Deux options se présentent pour la réforme constitutionnelle : le vote des trois cinquièmes des députés ou le recours au référendum populaire. Selon Sidy Alpha Ndiaye, le choix final reviendra au président, qui décidera en fonction du contexte politique et du degré de consensus autour du projet. « Il décidera du moment opportun, mais toujours dans le respect de la légitimité démocratique », a-t-il assuré. Les réformes actuelles ne surgissent pas de nulle part.

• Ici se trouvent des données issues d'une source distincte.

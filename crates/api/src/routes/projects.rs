//! Route definitions for the `/projects` resource.

use axum::routing::get;
use axum::Router;

use crate::handlers::projects;
use crate::state::AppState;

/// Routes mounted at `/projects`.
///
/// ```text
/// GET    /        -> list
/// POST   /        -> create
/// GET    /{id}    -> get_by_id
/// PUT    /{id}    -> save
/// ```
pub fn router() -> Router<AppState> {
    Router::new()
        .route("/", get(projects::list).post(projects::create))
        .route("/{id}", get(projects::get_by_id).put(projects::save))
}
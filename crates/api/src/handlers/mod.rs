pub mod jimeng;
pub mod projects;
pub mod system;
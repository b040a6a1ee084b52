//! Shared response envelope types for API handlers.
//!
//! All API responses use a `{ "data": ... }` envelope. Use [`DataResponse`]
//! instead of ad-hoc `serde_json::json!({ "data": ... })`.

use serde::Serialize;

/// Standard `{ "data": T }` response envelope.
///
/// ```ignore
/// Ok(Json(DataResponse { data: task }))
/// ```
#[derive(Debug, Serialize)]
pub struct DataResponse<T: Serialize> {
    pub data: T,
}
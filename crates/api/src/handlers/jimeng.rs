//! Handlers for the `/jimeng` resource.

use axum::extract::{Path, Query, State};
use axum::http::StatusCode;
use axum::Json;
use dreamcanvas_core::error::CoreError;
use dreamcanvas_core::task::GenerationTask;
use dreamcanvas_tasks::{SubmitRequest, TraceEvent};
use serde::Deserialize;

use crate::error::AppResult;
use crate::response::DataResponse;
use crate::state::AppState;

#[derive(Debug, Deserialize)]
#[serde(rename_all = "camelCase")]
pub struct HistoryQuery {
    pub task_id: String,
}

/// POST /api/v1/jimeng/tasks
pub async fn submit(
    State(state): State<AppState>,
    Json(input): Json<SubmitRequest>,
) -> AppResult<(StatusCode, Json<DataResponse<GenerationTask>>)> {
    let task = state.registry.submit(input).await?;
    Ok((StatusCode::CREATED, Json(DataResponse { data: task })))
}

/// GET /api/v1/jimeng/tasks
pub async fn list(State(state): State<AppState>) -> Json<DataResponse<Vec<GenerationTask>>> {
    Json(DataResponse {
        data: state.registry.list_tasks().await,
    })
}

/// GET /api/v1/jimeng/tasks/{id}
pub async fn get_by_id(
    State(state): State<AppState>,
    Path(id): Path<String>,
) -> AppResult<Json<DataResponse<GenerationTask>>> {
    let task = state.registry.get_task(&id).await?;
    Ok(Json(DataResponse { data: task }))
}

/// GET /api/v1/jimeng/history?taskId=
pub async fn history(
    State(state): State<AppState>,
    Query(query): Query<HistoryQuery>,
) -> AppResult<Json<DataResponse<GenerationTask>>> {
    let task = state.registry.get_task(&query.task_id).await?;
    Ok(Json(DataResponse { data: task }))
}

/// POST /api/v1/jimeng/tasks/{id}/cancel
///
/// Responds 409 when the task had already finished, including when it was
/// cancelled by an earlier call.
pub async fn cancel(
    State(state): State<AppState>,
    Path(id): Path<String>,
) -> AppResult<Json<DataResponse<GenerationTask>>> {
    let outcome = state.registry.cancel_task(&id).await?;
    if !outcome.cancelled {
        return Err(CoreError::Conflict(format!(
            "Task {id} already finished with status {}, cannot cancel",
            outcome.task.status
        ))
        .into());
    }
    Ok(Json(DataResponse { data: outcome.task }))
}

/// GET /api/v1/jimeng/tasks/{id}/trace
pub async fn trace(
    State(state): State<AppState>,
    Path(id): Path<String>,
) -> AppResult<Json<DataResponse<Vec<TraceEvent>>>> {
    let events = state.registry.trace(&id).await?;
    Ok(Json(DataResponse { data: events }))
}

Elles s’inscrivent dans la continuité des Assises nationales de 2009, de la Commission nationale de réforme des institutions (CNRI) de 2013 et des engagements programmatiques pris par Bassirou Diomaye Faye lors de la campagne présidentielle de 2024. À travers ce projet global, c’est une vision de rupture éthique, de réhabilitation des contre-pouvoirs et de construction d’une démocratie de substance qui prend forme. En engageant cette réforme ambitieuse, le président Bassirou Diomaye Faye pose les fondations d’un modèle institutionnel plus équilibré, plus transparent et plus participatif. Le projet n’est pas sans risque : il devra surmonter les résistances, convaincre au sein de la majorité, rallier des soutiens dans la société civile et affronter l’épreuve du temps. Enfin, une chose est certaine : en s’appuyant sur des principes démocratiques solides et une volonté politique affirmée, cette réforme pourrait marquer un tournant décisif dans l’histoire républicaine du Sénégal, redéfinissant les relations entre les pouvoirs, et restaurer la confiance entre l’État et les citoyens.